With the substrate laying flat and face-up on a clean surface, mark the Reference Lines on the face with a plex marking pencil. make sure opposite lines are perfectly parallel.


Draw the Trim Line 3" outside the Reference Line, all around the face.


Then trim the face to its overall trim size.


Mark a centerline on the Reference Line on all sides of the face. Beginning from these center lines, draw marks on the Reference Line for positioning the Tensioners on the face usually 12" on center. (See Tensioner Spacing, ABC's Wind-Speed  and Design and Criteria in your ABC Catalog).


Cut the corners at a 90 degree angle as shown. The trimmed size should leave about a 3/4" flap of material under the lip of the Tensioner when the face is in its final position.


Place a dowel under the face about 3/4" outside and parallel to the Reference Line and fold the face material around and under the dowel.


Pinch the face together at one end of the dowel, and slide the Tensioner over the vinyl face and dowel.
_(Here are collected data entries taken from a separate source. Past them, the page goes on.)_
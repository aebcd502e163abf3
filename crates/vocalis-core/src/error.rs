//! Error taxonomy for the authentication core.

use thiserror::Error;

/// Result type alias for core operations.
pub type AuthResult<T> = Result<T, AuthError>;

/// Errors surfaced by the profile store, fusion, challenge and decision layers.
///
/// None of these are retried inside the core; retry policy, if any, belongs
/// to the caller around the external collaborators.
#[derive(Error, Debug)]
pub enum AuthError {
    /// Bad input shape. Rejected before any store mutation.
    #[error("validation error: {0}")]
    Validation(String),

    /// Duplicate key on insert (e.g. enrolling an existing user).
    #[error("conflict: {0}")]
    Conflict(String),

    /// Unknown user or challenge id.
    #[error("not found: {0}")]
    NotFound(String),

    /// The challenge was already consumed by an earlier validation attempt.
    #[error("challenge already used: {0}")]
    ChallengeUsed(String),

    /// The challenge outlived its time-to-live before being validated.
    #[error("challenge expired: {0}")]
    ChallengeExpired(String),

    /// Embedding extractor or transcriber unavailable.
    #[error("dependency unavailable: {0}")]
    Dependency(String),

    /// Stored and probe embeddings disagree on dimensionality.
    /// This is a configuration fault, never a decision input.
    #[error("embedding dimension mismatch: expected {expected}, got {got}")]
    DimensionMismatch { expected: usize, got: usize },

    #[error("storage error: {0}")]
    Storage(#[from] rusqlite::Error),

    #[error("io error: {0}")]
    Io(#[from] std::io::Error),
}

impl AuthError {
    /// True for the challenge-state violations that the decision engine
    /// folds into a liveness failure instead of propagating.
    pub fn is_liveness_rejection(&self) -> bool {
        matches!(
            self,
            AuthError::NotFound(_) | AuthError::ChallengeUsed(_) | AuthError::ChallengeExpired(_)
        )
    }
}
//! Vocalis gateway: HTTP API over the voice authentication core.
//!
//! Usage:
//!   vocalis-gateway [--port 8000] [--db data/vocalis/vocalis.db] [--config vocalis.toml]
//!
//! Configuration precedence: --config TOML file when given, environment
//! otherwise (see VocalisConfig). The collaborator backends are picked from
//! the environment: remote extractor/transcriber when their API variables
//! are set, deterministic placeholders otherwise.

mod routes;

use axum::routing::{get, post};
use axum::Router;
use routes::AppState;
use std::path::PathBuf;
use std::sync::Arc;
use tracing::info;
use tracing_subscriber::{layer::SubscriberExt, util::SubscriberInitExt};
use vocalis_core::{
    ChallengeEngine, DecisionEngine, ProfileStore, TemplateFusion, VocalisConfig,
};
use vocalis_voice::{create_extractor, create_transcriber};

#[tokio::main]
async fn main() -> Result<(), Box<dyn std::error::Error>> {
    dotenvy::dotenv().ok();
    tracing_subscriber::registry()
        .with(
            tracing_subscriber::EnvFilter::try_from_default_env()
                .unwrap_or_else(|_| "info".into()),
        )
        .with(tracing_subscriber::fmt::layer())
        .init();

    let mut port: u16 = 8000;
    let mut db_override: Option<PathBuf> = None;
    let mut config_path: Option<PathBuf> = None;

    let mut args = std::env::args().skip(1);
    while let Some(a) = args.next() {
        match a.as_str() {
            "--port" => {
                if let Some(p) = args.next() {
                    port = p.parse().unwrap_or(8000);
                }
            }
            "--db" => {
                db_override = args.next().map(PathBuf::from);
            }
            "--config" => {
                config_path = args.next().map(PathBuf::from);
            }
            "--help" | "-h" => {
                eprintln!("Vocalis — voice authentication gateway");
                eprintln!("  --port N         Listen port (default 8000)");
                eprintln!("  --db PATH        SQLite database file (overrides config)");
                eprintln!("  --config PATH    TOML config file (default: environment)");
                eprintln!();
                eprintln!("Remote backends: EMBEDDING_API_URL / STT_API_KEY select the");
                eprintln!("production extractor and transcriber; placeholders otherwise.");
                return Ok(());
            }
            _ => {}
        }
    }

    let mut config = match &config_path {
        Some(path) => VocalisConfig::load_from_path(path)?,
        None => VocalisConfig::from_env(),
    };
    if let Some(db) = db_override {
        config.database.db_path = db;
    }

    let store = Arc::new(ProfileStore::open(
        &config.database.db_path,
        config.embedding.dim,
    )?);
    let fusion = TemplateFusion::new(store.clone(), &config.verification);
    let challenges = ChallengeEngine::new(store.clone(), &config.liveness);
    let decisions = DecisionEngine::new(
        store.clone(),
        challenges.clone(),
        &config.verification,
        &config.liveness,
    );
    let extractor = create_extractor(config.embedding.dim)?;
    let transcriber = create_transcriber()?;

    info!(
        db = %config.database.db_path.display(),
        embedding_dim = config.embedding.dim,
        liveness = config.liveness.enabled,
        "vocalis gateway starting"
    );

    let state = Arc::new(AppState {
        config,
        store,
        fusion,
        challenges,
        decisions,
        extractor,
        transcriber,
    });

    let app = Router::new()
        .route("/health", get(routes::health))
        .route("/enroll", post(routes::enroll))
        .route("/users", get(routes::list_users))
        .route(
            "/users/:user_id",
            get(routes::get_user).delete(routes::delete_user),
        )
        .route("/users/:user_id/update", post(routes::update_user))
        .route("/verify", post(routes::verify))
        .route("/identify", post(routes::identify))
        .route("/logs", get(routes::get_logs))
        .route("/challenge/generate", post(routes::generate_challenge))
        .route("/challenge/:challenge_id", get(routes::get_challenge))
        .with_state(state);

    let listener = tokio::net::TcpListener::bind(("127.0.0.1", port)).await?;
    info!(port, "listening");
    axum::serve(listener, app).await?;
    Ok(())
}
//! Integration test: end-to-end verification and identification flows.
//!
//! Exercises the decision conjunction (voice AND liveness), audit logging,
//! liveness degradation on challenge-state violations, and 1:N ranking.

use std::sync::Arc;
use vocalis_core::{
    AuthError, ChallengeEngine, Decision, DecisionEngine, LivenessConfig, LivenessReason,
    ProfileStore, TemplateFusion, VerificationConfig, VerifyOptions,
};

const DIM: usize = 8;

struct Harness {
    store: Arc<ProfileStore>,
    fusion: TemplateFusion,
    engine: DecisionEngine,
}

fn harness(dir: &std::path::Path) -> Harness {
    let store = Arc::new(ProfileStore::open(dir.join("vocalis.db"), DIM).unwrap());
    let verification = VerificationConfig::default();
    let liveness = LivenessConfig::default();
    let challenges = ChallengeEngine::new(store.clone(), &liveness);
    let engine = DecisionEngine::new(store.clone(), challenges, &verification, &liveness);
    let fusion = TemplateFusion::new(store.clone(), &verification);
    Harness {
        store,
        fusion,
        engine,
    }
}

fn axis_vec(axis: usize) -> Vec<f32> {
    let mut v = vec![0.0f32; DIM];
    v[axis] = 1.0;
    v
}

fn enroll_on_axis(h: &Harness, user_id: &str, name: &str, axis: usize) {
    let samples = vec![axis_vec(axis), axis_vec(axis), axis_vec(axis)];
    h.fusion.enroll(user_id, name, &samples).unwrap();
}

#[test]
fn verify_without_challenge_grants_on_score() {
    let dir = tempfile::tempdir().unwrap();
    let h = harness(dir.path());
    enroll_on_axis(&h, "alice", "Alice", 0);

    let verdict = h
        .engine
        .verify(&axis_vec(0), "alice", VerifyOptions::default())
        .unwrap();
    assert!(verdict.granted());
    assert!(verdict.voice_pass);
    assert!(verdict.liveness_pass);
    assert!(verdict.liveness.is_none());
    assert!((verdict.score - 1.0).abs() < 1e-6);
}

#[test]
fn verify_denies_below_threshold() {
    let dir = tempfile::tempdir().unwrap();
    let h = harness(dir.path());
    enroll_on_axis(&h, "alice", "Alice", 0);

    // Orthogonal probe scores ~0, well under the 0.7 default.
    let verdict = h
        .engine
        .verify(&axis_vec(1), "alice", VerifyOptions::default())
        .unwrap();
    assert!(!verdict.granted());
    assert!(!verdict.voice_pass);
    assert_eq!(verdict.decision, Decision::Denied);
}

#[test]
fn verify_unknown_user_is_not_found_and_unlogged() {
    let dir = tempfile::tempdir().unwrap();
    let h = harness(dir.path());
    let err = h
        .engine
        .verify(&axis_vec(0), "ghost", VerifyOptions::default())
        .unwrap_err();
    assert!(matches!(err, AuthError::NotFound(_)));
    assert!(h.store.access_logs(None, 10).unwrap().is_empty());
}

#[test]
fn matching_voice_with_failed_challenge_is_denied() {
    let dir = tempfile::tempdir().unwrap();
    let h = harness(dir.path());
    enroll_on_axis(&h, "alice", "Alice", 0);

    let challenge = h.engine.challenges().issue(Some("alice"), None).unwrap();
    let verdict = h
        .engine
        .verify(
            &axis_vec(0),
            "alice",
            VerifyOptions {
                challenge_id: Some(challenge.challenge_id.clone()),
                transcription: Some("something entirely different".into()),
                ..Default::default()
            },
        )
        .unwrap();

    // Replay defense: perfect voiceprint, wrong sentence, denied.
    assert!(verdict.voice_pass);
    assert!(!verdict.liveness_pass);
    assert!(!verdict.granted());
    let liveness = verdict.liveness.unwrap();
    assert!(!liveness.passed);
}

#[test]
fn matching_voice_with_passed_challenge_is_granted() {
    let dir = tempfile::tempdir().unwrap();
    let h = harness(dir.path());
    enroll_on_axis(&h, "alice", "Alice", 0);

    let challenge = h.engine.challenges().issue(Some("alice"), None).unwrap();
    let verdict = h
        .engine
        .verify(
            &axis_vec(0),
            "alice",
            VerifyOptions {
                challenge_id: Some(challenge.challenge_id.clone()),
                transcription: Some(challenge.prompt_text.clone()),
                ..Default::default()
            },
        )
        .unwrap();
    assert!(verdict.granted());
    let liveness = verdict.liveness.unwrap();
    assert!(liveness.passed);
    assert_eq!(liveness.reason, LivenessReason::Passed);
}

#[test]
fn reused_challenge_degrades_to_denied_not_error() {
    let dir = tempfile::tempdir().unwrap();
    let h = harness(dir.path());
    enroll_on_axis(&h, "alice", "Alice", 0);

    let challenge = h.engine.challenges().issue(Some("alice"), None).unwrap();
    h.engine
        .challenges()
        .validate(&challenge.challenge_id, &challenge.prompt_text)
        .unwrap();

    // Second use of the same challenge: captured as liveness failure, the
    // voice score still completes and the attempt is logged.
    let verdict = h
        .engine
        .verify(
            &axis_vec(0),
            "alice",
            VerifyOptions {
                challenge_id: Some(challenge.challenge_id.clone()),
                transcription: Some(challenge.prompt_text.clone()),
                ..Default::default()
            },
        )
        .unwrap();
    assert!(verdict.voice_pass);
    assert!(!verdict.granted());
    assert_eq!(
        verdict.liveness.unwrap().reason,
        LivenessReason::ChallengeUsed
    );
}

#[test]
fn missing_transcription_fails_liveness() {
    let dir = tempfile::tempdir().unwrap();
    let h = harness(dir.path());
    enroll_on_axis(&h, "alice", "Alice", 0);

    let challenge = h.engine.challenges().issue(Some("alice"), None).unwrap();
    let verdict = h
        .engine
        .verify(
            &axis_vec(0),
            "alice",
            VerifyOptions {
                challenge_id: Some(challenge.challenge_id.clone()),
                transcription: None,
                ..Default::default()
            },
        )
        .unwrap();
    assert!(!verdict.granted());
    assert_eq!(
        verdict.liveness.unwrap().reason,
        LivenessReason::TranscriptionUnavailable
    );
}

#[test]
fn every_reached_decision_appends_one_log_row() {
    let dir = tempfile::tempdir().unwrap();
    let h = harness(dir.path());
    enroll_on_axis(&h, "alice", "Alice", 0);

    h.engine
        .verify(&axis_vec(0), "alice", VerifyOptions::default())
        .unwrap();
    h.engine
        .verify(&axis_vec(1), "alice", VerifyOptions::default())
        .unwrap();
    let challenge = h.engine.challenges().issue(Some("alice"), None).unwrap();
    h.engine
        .verify(
            &axis_vec(0),
            "alice",
            VerifyOptions {
                challenge_id: Some(challenge.challenge_id.clone()),
                transcription: Some("wrong words entirely".into()),
                ..Default::default()
            },
        )
        .unwrap();

    let logs = h.store.access_logs(Some("alice"), 100).unwrap();
    assert_eq!(logs.len(), 3);
    let granted = logs.iter().filter(|l| l.decision == Decision::Granted).count();
    assert_eq!(granted, 1);
    // The challenge attempt carries its liveness evidence.
    let challenged = logs
        .iter()
        .find(|l| l.challenge_id.is_some())
        .expect("challenge attempt logged");
    assert_eq!(challenged.sentence_match, Some(false));
    assert_eq!(challenged.liveness_passed, Some(false));
}

#[test]
fn custom_threshold_overrides_default() {
    let dir = tempfile::tempdir().unwrap();
    let h = harness(dir.path());
    // Two axes at 45 degrees: score ~0.707.
    let mut blended = vec![0.0f32; DIM];
    blended[0] = 1.0;
    blended[1] = 1.0;
    let samples = vec![blended.clone(), blended.clone(), blended];
    h.fusion.enroll("alice", "Alice", &samples).unwrap();

    let probe = axis_vec(0);
    let strict = h
        .engine
        .verify(
            &probe,
            "alice",
            VerifyOptions {
                threshold: Some(0.9),
                ..Default::default()
            },
        )
        .unwrap();
    assert!(!strict.granted());

    let lenient = h
        .engine
        .verify(
            &probe,
            "alice",
            VerifyOptions {
                threshold: Some(0.5),
                ..Default::default()
            },
        )
        .unwrap();
    assert!(lenient.granted());
}

#[test]
fn identify_ranks_and_filters() {
    let dir = tempfile::tempdir().unwrap();
    let h = harness(dir.path());
    enroll_on_axis(&h, "user_a", "User A", 1);
    enroll_on_axis(&h, "user_b", "User B", 0);
    enroll_on_axis(&h, "user_c", "User C", 2);

    // Probe close to B's axis with small leakage toward A and C.
    let mut probe = vec![0.0f32; DIM];
    probe[0] = 0.95;
    probe[1] = 0.30;
    probe[2] = 0.10;

    let matches = h.engine.identify(&probe, Some(0.5), 5).unwrap();
    assert_eq!(matches.len(), 1);
    assert_eq!(matches[0].user_id, "user_b");
    assert!(matches[0].score > 0.9);
}

#[test]
fn identify_empty_when_nothing_clears_threshold() {
    let dir = tempfile::tempdir().unwrap();
    let h = harness(dir.path());
    enroll_on_axis(&h, "alice", "Alice", 0);

    let matches = h.engine.identify(&axis_vec(3), Some(0.5), 5).unwrap();
    assert!(matches.is_empty());
}

#[test]
fn identify_truncates_to_top_n_with_stable_ties() {
    let dir = tempfile::tempdir().unwrap();
    let h = harness(dir.path());
    // Three users on the same axis tie exactly; enrollment order breaks it.
    enroll_on_axis(&h, "first", "First", 0);
    enroll_on_axis(&h, "second", "Second", 0);
    enroll_on_axis(&h, "third", "Third", 0);

    let matches = h.engine.identify(&axis_vec(0), Some(0.5), 2).unwrap();
    assert_eq!(matches.len(), 2);
    assert_eq!(matches[0].user_id, "first");
    assert_eq!(matches[1].user_id, "second");
}

#[test]
fn liveness_disabled_passes_through() {
    let dir = tempfile::tempdir().unwrap();
    let store = Arc::new(ProfileStore::open(dir.path().join("vocalis.db"), DIM).unwrap());
    let verification = VerificationConfig::default();
    let liveness = LivenessConfig {
        enabled: false,
        ..Default::default()
    };
    let challenges = ChallengeEngine::new(store.clone(), &liveness);
    let engine = DecisionEngine::new(store.clone(), challenges, &verification, &liveness);
    let fusion = TemplateFusion::new(store, &verification);

    let samples = vec![axis_vec(0), axis_vec(0), axis_vec(0)];
    fusion.enroll("alice", "Alice", &samples).unwrap();

    let verdict = engine
        .verify(
            &axis_vec(0),
            "alice",
            VerifyOptions {
                challenge_id: Some("ignored".into()),
                transcription: None,
                ..Default::default()
            },
        )
        .unwrap();
    assert!(verdict.granted());
    assert!(verdict.liveness.is_none());
}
Leave about 1/2" of the dowel sticking out of one end of the Tensioner so it can be held to rotate the Tensioner to its proper position.

When positioned properly , the Tensioner should lean at an angle of about 30 degrees, and with the lip of the Tensioner aligned under the Reference Line when the "lever" of the Tensioner is rotated back flat. Then slide the Tensioner over to center it on the dowel. Repeat until all Tensioners are on the face.
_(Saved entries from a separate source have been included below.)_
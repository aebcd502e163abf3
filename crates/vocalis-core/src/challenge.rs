//! Liveness challenge engine: issue, bind, validate-once, expire.
//!
//! State machine: ISSUED -> USED (terminal) or -> EXPIRED (terminal). The
//! used flag flips on the first validation attempt, pass or fail, atomically
//! with the read that produced the verdict, so a replayed recording can
//! never answer the same challenge twice.

use crate::config::LivenessConfig;
use crate::error::{AuthError, AuthResult};
use crate::prompts::{Complexity, PromptGenerator};
use crate::store::{now_ms, Challenge, ProfileStore};
use crate::text;
use serde::Serialize;
use std::sync::Arc;
use tracing::{info, warn};

/// Similarity floor below which a transcription is treated as unrelated
/// content (likely wrong person or a malfunctioning client) rather than a
/// near miss.
const UNRELATED_FLOOR: f32 = 0.3;

/// Why a liveness check passed or failed.
#[derive(Debug, Clone, Copy, PartialEq, Eq, Serialize)]
#[serde(rename_all = "snake_case")]
pub enum LivenessReason {
    Passed,
    /// Similarity close but under the threshold.
    BelowThreshold,
    /// Similarity near zero; the transcription does not resemble the prompt.
    UnrelatedContent,
    ChallengeNotFound,
    ChallengeUsed,
    ChallengeExpired,
    /// The transcriber was unavailable; the liveness signal degrades to fail.
    TranscriptionUnavailable,
}

impl LivenessReason {
    pub fn describe(&self) -> &'static str {
        match self {
            Self::Passed => "sentence matched the challenge prompt",
            Self::BelowThreshold => "sentence similarity below threshold",
            Self::UnrelatedContent => "transcribed text does not match the expected sentence",
            Self::ChallengeNotFound => "challenge not found",
            Self::ChallengeUsed => "challenge has already been used",
            Self::ChallengeExpired => "challenge has expired",
            Self::TranscriptionUnavailable => "transcription unavailable",
        }
    }
}

/// Structured outcome of one liveness validation.
#[derive(Debug, Clone, Serialize)]
pub struct LivenessVerdict {
    pub passed: bool,
    pub challenge_id: String,
    /// Empty when the challenge itself could not be loaded.
    pub expected_prompt: String,
    pub transcribed_text: String,
    pub similarity: f32,
    pub threshold: f32,
    pub reason: LivenessReason,
}

impl LivenessVerdict {
    /// Verdict for a challenge that failed before any similarity was
    /// computed (unknown, consumed, expired, or no transcription).
    pub fn rejected(
        challenge_id: &str,
        transcribed_text: &str,
        threshold: f32,
        reason: LivenessReason,
    ) -> Self {
        Self {
            passed: false,
            challenge_id: challenge_id.to_string(),
            expected_prompt: String::new(),
            transcribed_text: transcribed_text.to_string(),
            similarity: 0.0,
            threshold,
            reason,
        }
    }
}

/// Issues and validates single-use, time-bound challenges through the store.
#[derive(Clone)]
pub struct ChallengeEngine {
    store: Arc<ProfileStore>,
    ttl_secs: i64,
    match_threshold: f32,
    default_complexity: Complexity,
}

impl ChallengeEngine {
    pub fn new(store: Arc<ProfileStore>, cfg: &LivenessConfig) -> Self {
        Self {
            store,
            ttl_secs: cfg.challenge_ttl_secs,
            match_threshold: cfg.match_threshold,
            default_complexity: cfg.sentence_complexity,
        }
    }

    pub fn match_threshold(&self) -> f32 {
        self.match_threshold
    }

    /// Issue a fresh challenge, optionally bound to a user. Unbound
    /// challenges serve identification flows.
    pub fn issue(
        &self,
        user_id: Option<&str>,
        complexity: Option<Complexity>,
    ) -> AuthResult<Challenge> {
        let generator = PromptGenerator::new(complexity.unwrap_or(self.default_complexity));
        let prompt_text = generator.render(&mut rand::thread_rng());
        let challenge = self.persist(user_id, prompt_text)?;
        info!(
            challenge_id = %challenge.challenge_id,
            user_id = challenge.user_id.as_deref().unwrap_or("-"),
            "issued liveness challenge"
        );
        Ok(challenge)
    }

    /// Issue several challenges at once. Rendered sentences never repeat
    /// within the batch.
    pub fn issue_batch(
        &self,
        count: usize,
        user_id: Option<&str>,
        complexity: Option<Complexity>,
    ) -> AuthResult<Vec<Challenge>> {
        let generator = PromptGenerator::new(complexity.unwrap_or(self.default_complexity));
        let prompts = generator.render_batch(count, &mut rand::thread_rng());
        let mut out = Vec::with_capacity(prompts.len());
        for prompt_text in prompts {
            out.push(self.persist(user_id, prompt_text)?);
        }
        Ok(out)
    }

    fn persist(&self, user_id: Option<&str>, prompt_text: String) -> AuthResult<Challenge> {
        let created = now_ms();
        let challenge = Challenge {
            challenge_id: uuid::Uuid::new_v4().to_string(),
            user_id: user_id.map(String::from),
            prompt_text,
            created_at_ms: created,
            expires_at_ms: created + self.ttl_secs * 1_000,
            used: false,
        };
        self.store.insert_challenge(&challenge)?;
        Ok(challenge)
    }

    /// Look up a challenge without consuming it.
    pub fn get(&self, challenge_id: &str) -> AuthResult<Option<Challenge>> {
        self.store.get_challenge(challenge_id)
    }

    /// Validate a transcription against a challenge. Check order: unknown id,
    /// already used, expired, then similarity. The challenge is consumed by
    /// this call whatever the similarity outcome; only the expired path
    /// leaves the used flag untouched.
    pub fn validate(&self, challenge_id: &str, transcribed_text: &str) -> AuthResult<LivenessVerdict> {
        let challenge = self.store.consume_challenge(challenge_id, now_ms())?;

        let similarity = text::token_sort_ratio(&challenge.prompt_text, transcribed_text);
        let passed = similarity >= self.match_threshold;
        let reason = if passed {
            LivenessReason::Passed
        } else if similarity < UNRELATED_FLOOR {
            LivenessReason::UnrelatedContent
        } else {
            LivenessReason::BelowThreshold
        };

        if passed {
            info!(challenge_id, similarity, "liveness challenge passed");
        } else {
            warn!(
                challenge_id,
                similarity,
                reason = reason.describe(),
                "liveness challenge failed"
            );
        }

        Ok(LivenessVerdict {
            passed,
            challenge_id: challenge.challenge_id,
            expected_prompt: challenge.prompt_text,
            transcribed_text: transcribed_text.to_string(),
            similarity,
            threshold: self.match_threshold,
            reason,
        })
    }

    /// Drop consumed and expired challenges. Callers may run this on a timer
    /// or opportunistically; correctness never depends on it.
    pub fn purge_stale(&self) -> AuthResult<usize> {
        self.store.purge_stale_challenges(now_ms())
    }
}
Place the two Tensioners on each side of the center mark in the saddle of the frame across the short dimension. Rotate the "lever of the Tensioner back, flat against the frame, then slide a keeper over the Tensioner. It is then locked in place.

On larger signs you may need to support the face temporarily by putting boards or rods underneath the face so that they can be removed after the center Tensioners are fastened down.


Several tools can be used to easily pull the Tensioner lever back against the frame. A blunted 2" wood chisel in the slot of the Tensioner works well, and a large jawed vice grips can be used to hold the Tensioner down tight to easily slip the Keepers onto the Tensioners.

Now repeat the process to lock the two center Tensioners down the remaining ends of the sign. Next, lock down the Tensioners at each corner on all sides. Then, go back to any center and work towards the ends of the sign. Two people, working opposite each other, make this a very fast, efficient process.


If slight wrinkles develop, take a mallet and screwdriver and tap the Tensioners beginning at the wrinkle and work towards the closest corner.

Once tensioned properly, the friction of the Keepers and Tensioners against the frame make them very unlikely to move sideways. However to prevent the possibility of the Keepers vibrating off the Tensioners during long distance transportation and wind, install #7 sheet metal screws (or silicone), into the frame, just under the Keepers on the vertical sides of the sign.

Securing the Keepers is not generally needed on the top or bottom horizontal frame, but may be advisable for large signs (150 square feet or more), which may be installed in high wind regions, and especially if signs are to be shipped long distances by truck. In those instances place a dab of silicone on each side of each Keeper to prevent its sideways movement from shock and vibration.